Australia has 20 million doses of the Pfizer vaccine, which will arrive progressively through 2021.

Most Australians are likely to receive AstraZeneca, with 50 million doses to be made at Melbourne’s CSL.

australia covid vaccine
Scott Morrison at the CSL lab last week. Photo: AAP

Some epidemiologists had raised concerns about the efficacy rates of the different vaccines, calling for the government to secure far more Pfizer.

However, Professor Skerritt also warned people about getting too concerned about those numbers.

“Frankly, there’s not a difference when you go into the real world whether something is 82 per cent or 90 per cent,” he said.

“I would emphasise that a lot of the discussion on numbers is not particularly relevant. What is important is to get vaccines into people’s arms.”

Vaccine rollout begins on Monday

Mr Hunt said the first Pfizer jabs are likely to be administered on February 22.
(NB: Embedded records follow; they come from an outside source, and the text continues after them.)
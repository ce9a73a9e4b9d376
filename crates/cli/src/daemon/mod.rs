mod protocol;
mod server;

use std::path::{Path, PathBuf};

use anyhow::{Context, Result};
pub use protocol::{DaemonRequest, DaemonResponse};
pub use server::Daemon;
use tokio::io::{AsyncBufReadExt, AsyncWriteExt, BufReader};
#[cfg(windows)]
use tokio::net::TcpStream;
#[cfg(unix)]
use tokio::net::UnixStream;

pub const DAEMON_TCP_PORT: u16 = 4723;

/// Returns the daemon socket path for the current user.
///
/// Uses `$XDG_RUNTIME_DIR/umbra.sock` if available (already user-permissioned),
/// otherwise falls back to `/tmp/umbra-{uid}.sock`.
#[cfg(unix)]
pub fn default_socket_path() -> PathBuf {
	if let Ok(xdg_runtime) = std::env::var("XDG_RUNTIME_DIR") {
		return PathBuf::from(xdg_runtime).join("umbra.sock");
	}

	let uid = unsafe { libc::getuid() };
	PathBuf::from(format!("/tmp/umbra-{uid}.sock"))
}

#[cfg(windows)]
pub fn default_socket_path() -> PathBuf {
	PathBuf::from(format!("127.0.0.1:{DAEMON_TCP_PORT}"))
}

/// Sends one raw JSON request line to a running daemon.
pub async fn send_request(socket: &Path, request: &str) -> Result<DaemonResponse> {
	let request: DaemonRequest = serde_json::from_str(request).context("Invalid daemon request")?;
	let stream = connect_daemon(socket)
		.await
		.with_context(|| format!("Failed to connect to daemon at {}", socket.display()))?;
	send_request_stream(stream, &request).await
}

#[cfg(unix)]
async fn connect_daemon(socket: &Path) -> std::io::Result<UnixStream> {
	UnixStream::connect(socket).await
}

#[cfg(windows)]
async fn connect_daemon(_socket: &Path) -> std::io::Result<TcpStream> {
	TcpStream::connect(("127.0.0.1", DAEMON_TCP_PORT)).await
}

async fn send_request_stream<S>(mut stream: S, request: &DaemonRequest) -> Result<DaemonResponse>
where
	S: tokio::io::AsyncRead + tokio::io::AsyncWrite + Unpin,
{
	let payload = serde_json::to_string(request).context("Failed to serialize daemon request")?;
	stream
		.write_all(format!("{payload}\n").as_bytes())
		.await
		.context("Failed writing daemon request")?;
	stream.flush().await.context("Failed flushing daemon request")?;

	let mut reader = BufReader::new(stream);
	let mut line = String::new();
	reader
		.read_line(&mut line)
		.await
		.context("Failed reading daemon response")?;
	let response = serde_json::from_str(&line).context("Failed parsing daemon response")?;
	Ok(response)
}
He said some 240 aged-care homes would be part of the very first jabs, with border and quarantine workers to be a “specific focus” of the first weeks.

More doses of Pfizer are expected in coming weeks, with Mr Hunt expecting the first shipment of AstraZeneca to arrive from overseas “in early March, if not earlier”.

Australia’s vaccine roadmap. Photo: Department of Health

In a call with journalists on Tuesday, AstraZeneca’s Australian president Liz Chatwin said the company was working “at pace” to bring international doses “as soon as possible”, and to have CSL-made doses by late March.

However, Ms Chatwin could not confirm how many vials from overseas would be brought to Australia in early March, stressing that Australia was relying mostly on locally made doses from CSL.

Ms Chatwin said the company had “encouraging data” on the vaccine’s effect on stopping transmission, but that studies were ongoing.

She added Oxford University experts were already working on potential ‘booster shots’, if needed, to upgrade the AstraZeneca vaccine to work better against mutant COVID strains from the United Kingdom and South Africa.

Ms Chatwin said those new vaccines could be available by the end of the year.

One-third ‘unsure’ or ‘definitely won’t’ get jab

Prime Minister Scott Morrison defended Australia starting vaccinations months after other nations, saying the government opted for a full TGA approval.

“This has been, I think, the most efficient and timely process that the TGA I think has ever undertaken for any vaccine,” the PM said.

“And they’ve done it in a way which has cut no corners, ensured every inquiry that they would have undertaken in relation to a vaccine would have been undertaken.

“That is sacrosanct to the effectiveness of the vaccine.”

A health department poll of 4000 Australians found 64 per cent would “definitely” get a vaccine, including 48 per cent who would get one “as soon as it is available”.

The figures, shared by the PM’s office, found 71 per cent of people say they would get a jab by October, when the federal government hopes to finish its vaccine rollout.

But 27 per cent say they are “unsure”, with 9 per cent saying they “definitely will not” get a jab.

Sceptics cited reasons including their concerns about side effects, and claims that vaccines had been developed too quickly.

The federal government has long been concerned about anti-vaxxer sentiment potentially affecting the success of the rollout, with a rigorous TGA assessment process seen as a key way to combat that.

The same reasoning was behind the Prime Minister’s “dressing down” of fellow Liberal MP Craig Kelly, with Mr Morrison telling the backbencher that his claims about debunked COVID treatments were a danger of affecting vaccine takeup.